• WORK TO COMPLETE
The expected result is every line of the records, printed exactly.

Dataset entries:
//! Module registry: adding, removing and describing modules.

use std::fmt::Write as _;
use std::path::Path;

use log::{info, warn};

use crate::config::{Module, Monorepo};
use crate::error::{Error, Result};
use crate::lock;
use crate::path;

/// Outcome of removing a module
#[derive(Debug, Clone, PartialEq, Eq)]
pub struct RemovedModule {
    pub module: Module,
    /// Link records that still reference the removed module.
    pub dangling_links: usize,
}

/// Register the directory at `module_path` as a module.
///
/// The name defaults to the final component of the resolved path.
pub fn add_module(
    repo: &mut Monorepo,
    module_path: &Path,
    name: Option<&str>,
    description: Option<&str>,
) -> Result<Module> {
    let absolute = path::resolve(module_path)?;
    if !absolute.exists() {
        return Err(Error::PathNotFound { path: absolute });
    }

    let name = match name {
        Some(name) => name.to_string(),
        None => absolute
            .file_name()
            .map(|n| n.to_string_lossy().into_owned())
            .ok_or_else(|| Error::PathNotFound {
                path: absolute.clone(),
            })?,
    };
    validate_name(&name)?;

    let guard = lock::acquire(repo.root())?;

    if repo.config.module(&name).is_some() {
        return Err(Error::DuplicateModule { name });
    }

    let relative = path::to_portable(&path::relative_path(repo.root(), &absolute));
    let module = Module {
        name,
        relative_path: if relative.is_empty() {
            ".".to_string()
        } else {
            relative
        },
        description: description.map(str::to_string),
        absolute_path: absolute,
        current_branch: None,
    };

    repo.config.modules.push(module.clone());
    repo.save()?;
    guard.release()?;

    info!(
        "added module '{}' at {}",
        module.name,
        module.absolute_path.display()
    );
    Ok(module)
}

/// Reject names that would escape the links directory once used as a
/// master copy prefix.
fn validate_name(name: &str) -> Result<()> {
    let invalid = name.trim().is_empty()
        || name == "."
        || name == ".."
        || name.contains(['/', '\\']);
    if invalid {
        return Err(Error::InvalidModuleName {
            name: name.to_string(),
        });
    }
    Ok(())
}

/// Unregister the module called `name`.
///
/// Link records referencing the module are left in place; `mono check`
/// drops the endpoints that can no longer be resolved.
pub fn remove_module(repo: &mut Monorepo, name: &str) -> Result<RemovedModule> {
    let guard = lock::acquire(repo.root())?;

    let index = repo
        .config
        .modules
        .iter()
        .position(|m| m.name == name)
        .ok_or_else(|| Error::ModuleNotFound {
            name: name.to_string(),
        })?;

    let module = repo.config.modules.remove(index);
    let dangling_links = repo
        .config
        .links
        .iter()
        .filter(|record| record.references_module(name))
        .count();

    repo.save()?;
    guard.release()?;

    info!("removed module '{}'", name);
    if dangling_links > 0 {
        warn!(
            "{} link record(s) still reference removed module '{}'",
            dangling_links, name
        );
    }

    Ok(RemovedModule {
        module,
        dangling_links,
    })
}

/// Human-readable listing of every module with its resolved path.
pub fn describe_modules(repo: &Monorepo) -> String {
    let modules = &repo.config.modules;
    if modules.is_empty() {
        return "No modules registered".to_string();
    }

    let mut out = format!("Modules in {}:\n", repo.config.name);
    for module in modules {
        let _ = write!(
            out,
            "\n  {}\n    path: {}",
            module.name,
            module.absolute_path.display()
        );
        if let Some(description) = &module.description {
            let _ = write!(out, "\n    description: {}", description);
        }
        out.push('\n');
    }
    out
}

• COMPLETED EXERCISE
//! Module registry: adding, removing and describing modules.

use std::fmt::Write as _;
use std::path::Path;

use log::{info, warn};

use crate::config::{Module, Monorepo};
use crate::error::{Error, Result};
use crate::lock;
use crate::path;

/// Outcome of removing a module
#[derive(Debug, Clone, PartialEq, Eq)]
pub struct RemovedModule {
    pub module: Module,
    /// Link records that still reference the removed module.
    pub dangling_links: usize,
}

/// Register the directory at `module_path` as a module.
///
/// The name defaults to the final component of the resolved path.
pub fn add_module(
    repo: &mut Monorepo,
    module_path: &Path,
    name: Option<&str>,
    description: Option<&str>,
) -> Result<Module> {
    let absolute = path::resolve(module_path)?;
    if !absolute.exists() {
        return Err(Error::PathNotFound { path: absolute });
    }

    let name = match name {
        Some(name) => name.to_string(),
        None => absolute
            .file_name()
            .map(|n| n.to_string_lossy().into_owned())
            .ok_or_else(|| Error::PathNotFound {
                path: absolute.clone(),
            })?,
    };
    validate_name(&name)?;

    let guard = lock::acquire(repo.root())?;

    if repo.config.module(&name).is_some() {
        return Err(Error::DuplicateModule { name });
    }

    let relative = path::to_portable(&path::relative_path(repo.root(), &absolute));
    let module = Module {
        name,
        relative_path: if relative.is_empty() {
            ".".to_string()
        } else {
            relative
        },
        description: description.map(str::to_string),
        absolute_path: absolute,
        current_branch: None,
    };

    repo.config.modules.push(module.clone());
    repo.save()?;
    guard.release()?;

    info!(
        "added module '{}' at {}",
        module.name,
        module.absolute_path.display()
    );
    Ok(module)
}

/// Reject names that would escape the links directory once used as a
/// master copy prefix.
fn validate_name(name: &str) -> Result<()> {
    let invalid = name.trim().is_empty()
        || name == "."
        || name == ".."
        || name.contains(['/', '\\']);
    if invalid {
        return Err(Error::InvalidModuleName {
            name: name.to_string(),
        });
    }
    Ok(())
}

/// Unregister the module called `name`.
///
/// Link records referencing the module are left in place; `mono check`
/// drops the endpoints that can no longer be resolved.
pub fn remove_module(repo: &mut Monorepo, name: &str) -> Result<RemovedModule> {
    let guard = lock::acquire(repo.root())?;

    let index = repo
        .config
        .modules
        .iter()
        .position(|m| m.name == name)
        .ok_or_else(|| Error::ModuleNotFound {
            name: name.to_string(),
        })?;

    let module = repo.config.modules.remove(index);
    let dangling_links = repo
        .config
        .links
        .iter()
        .filter(|record| record.references_module(name))
        .count();

    repo.save()?;
    guard.release()?;

    info!("removed module '{}'", name);
    if dangling_links > 0 {
        warn!(
            "{} link record(s) still reference removed module '{}'",
            dangling_links, name
        );
    }

    Ok(RemovedModule {
        module,
        dangling_links,
    })
}

/// Human-readable listing of every module with its resolved path.
pub fn describe_modules(repo: &Monorepo) -> String {
    let modules = &repo.config.modules;
    if modules.is_empty() {
        return "No modules registered".to_string();
    }

    let mut out = format!("Modules in {}:\n", repo.config.name);
    for module in modules {
        let _ = write!(
            out,
            "\n  {}\n    path: {}",
            module.name,
            module.absolute_path.display()
        );
        if let Some(description) = &module.description {
            let _ = write!(out, "\n    description: {}", description);
        }
        out.push('\n');
    }
    out
}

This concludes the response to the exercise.